Binary is a term and licensed unto Bowtech. It's a 3-track.
We see that he's designed a cam and bows for Obsession centered around Wilson's dual track, slaved system.


----------



## Kris87 (Mar 9, 2014)

Taylor Co. said:


> Binary is a term and licensed unto Bowtech. It's a 3-track.
> We see that he's designed a cam and bows for Obsession centered around Wilson's dual track, slaved system.



So what cam system is it?  I'm wanting to learn.


----------



## KillZone (Mar 9, 2014)

Just switched from shooting a hoyt/10yrs to Obsession (addiction) which I'm shooting for now. This bow is the best feeling bow I have ever shot. Quiet, excellent back wall, dead in your hand , sweet sweet sweet. First shoot with my Obsession --- 1st 208/8 in K45 at RAC today, also leading SOY. You couldn't give me a Hoyt to shoot for free and expect me to shoot it. I'm PRO OBSESSION. Thanks Dennis & Obsession for stepping up to the challenge and making a quality line of bows. Can't wait for next years bows.

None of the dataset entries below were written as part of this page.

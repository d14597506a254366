//! End-to-end shutdown against a real listener.

use std::sync::Arc;
use std::time::Duration;

use tokio::net::TcpListener;
use tokio::sync::oneshot;

use greenlight::accounts::MemoryAccountStore;
use greenlight::credentials::{MemoryTokenStore, Scope};
use greenlight::lifecycle::{LifecycleState, Service};
use greenlight::notification::AccountEvent;

use greenlight::http::X_REQUEST_ID;

mod common;

async fn bind() -> (TcpListener, String) {
    let listener = TcpListener::bind("127.0.0.1:0").await.unwrap();
    let base = format!("http://{}", listener.local_addr().unwrap());
    (listener, base)
}

#[tokio::test]
async fn signal_waits_for_background_work_then_stops() {
    let notifier = Arc::new(common::RecordingNotifier::slow(Duration::from_millis(300)));
    let mut config = common::test_config();
    config.limiter.enabled = false;

    let service = Service::with_parts(
        config,
        Arc::new(MemoryTokenStore::new()),
        Arc::new(MemoryAccountStore::new()),
        notifier.clone(),
    );
    let tokens = service.state().tokens.clone();
    let mut state = service.lifecycle_state();
    let token = tokens.new_token_for(11, Scope::Authentication).await.unwrap();

    let (listener, base) = bind().await;
    let (signal_tx, signal_rx) = oneshot::channel::<()>();
    let run = tokio::spawn(service.run(listener, async move {
        let _ = signal_rx.await;
        "SIGTERM"
    }));

    let client = reqwest::Client::new();
    let health = client
        .get(format!("{base}/v1/healthcheck"))
        .send()
        .await
        .unwrap();
    assert_eq!(health.status(), reqwest::StatusCode::OK);
    assert!(health.headers().contains_key(X_REQUEST_ID));

    let revoke = client
        .delete(format!("{base}/v1/tokens/authentication"))
        .bearer_auth(&token.plaintext)
        .send()
        .await
        .unwrap();
    assert_eq!(revoke.status(), reqwest::StatusCode::NO_CONTENT);
    drop(client);

    signal_tx.send(()).unwrap();
    run.await.unwrap().unwrap();

    assert_eq!(notifier.events(), vec![(11, AccountEvent::SessionsRevoked)]);
    assert_eq!(*state.borrow_and_update(), LifecycleState::Stopped);

    let after = reqwest::Client::new()
        .get(format!("{base}/v1/healthcheck"))
        .timeout(Duration::from_secs(2))
        .send()
        .await;
    assert!(after.is_err(), "listener should be closed after shutdown");
}

#[tokio::test]
async fn lifecycle_reports_draining_before_stopped() {
    let notifier = Arc::new(common::RecordingNotifier::slow(Duration::from_millis(300)));
    let mut config = common::test_config();
    config.limiter.enabled = false;

    let service = Service::with_parts(
        config,
        Arc::new(MemoryTokenStore::new()),
        Arc::new(MemoryAccountStore::new()),
        notifier,
    );
    let tasks = service.state().tasks.clone();
    let mut state = service.lifecycle_state();

    tasks.run("held-open", async {
        tokio::time::sleep(Duration::from_millis(300)).await;
    });

    let (listener, _base) = bind().await;
    let run = tokio::spawn(service.run(listener, async { "SIGINT" }));

    state
        .wait_for(|s| *s == LifecycleState::Draining)
        .await
        .unwrap();
    assert_eq!(tasks.pending(), 1);

    run.await.unwrap().unwrap();
    assert_eq!(*state.borrow(), LifecycleState::Stopped);
    assert_eq!(tasks.pending(), 0);
}
//! Credential error types.

use thiserror::Error;

use crate::credentials::store::StoreError;

/// Why a presented plaintext cannot be a token.
#[derive(Debug, Clone, Copy, PartialEq, Eq, Error)]
pub enum ShapeError {
    #[error("must be provided")]
    Missing,
    #[error("must be 26 bytes long")]
    WrongLength,
}

#[derive(Debug, Error)]
pub enum TokenError {
    /// The CSPRNG could not supply entropy. Not retried.
    #[error("secure random source unavailable")]
    RandomSource(#[source] rand::Error),

    #[error("malformed token: {0}")]
    Malformed(#[from] ShapeError),

    /// No live token of the requested scope matches.
    #[error("invalid or expired token")]
    NotFound,

    #[error("token persistence failed")]
    Persistence(#[from] StoreError),
}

If you want to end up on top buy yourself an Obsession Bow !!!!!!!!!!!


----------



## Kris87 (Mar 9, 2014)

Oh boy, pass the pom poms....Again.


----------



## Bow Only (Mar 10, 2014)

Kris87 said:


> I would have to agree.  Here's a quote from the binary man himself, Kevin Strother, on AT from a couple years ago.  I've always remembered it.
> 
> 
> Originally Posted by Kevin Strother1
> ...



My patent took less than 2 years and you can even expedite patents for a little more money.

FYI, three tracks are the fastest.


----------



## SWWTV (Mar 10, 2014)

I personally spoke to Kevin this morning, He said the Two track dual Sycn sytem was smoother as fast, quiet  and easier to tune than the Hybrid .  He said he likes the Two track over the cam and a half  / Hybrids and the Binary Bow tech cam


----------



## Kris87 (Mar 10, 2014)

SWWTV said:


> I personally spoke to Kevin this morning, He said the Two track dual Sycn sytem was smoother as fast, quiet  and easier to tune than the Hybrid .  He said he likes the Two track over the cam and a half  / Hybrids and the Binary Bow tech cam



He must be able to shim cams faster than he can yoke tune.


----------



## Bow Only (Mar 11, 2014)

Kris87 said:


> He must be able to shim cams faster than he can yoke tune.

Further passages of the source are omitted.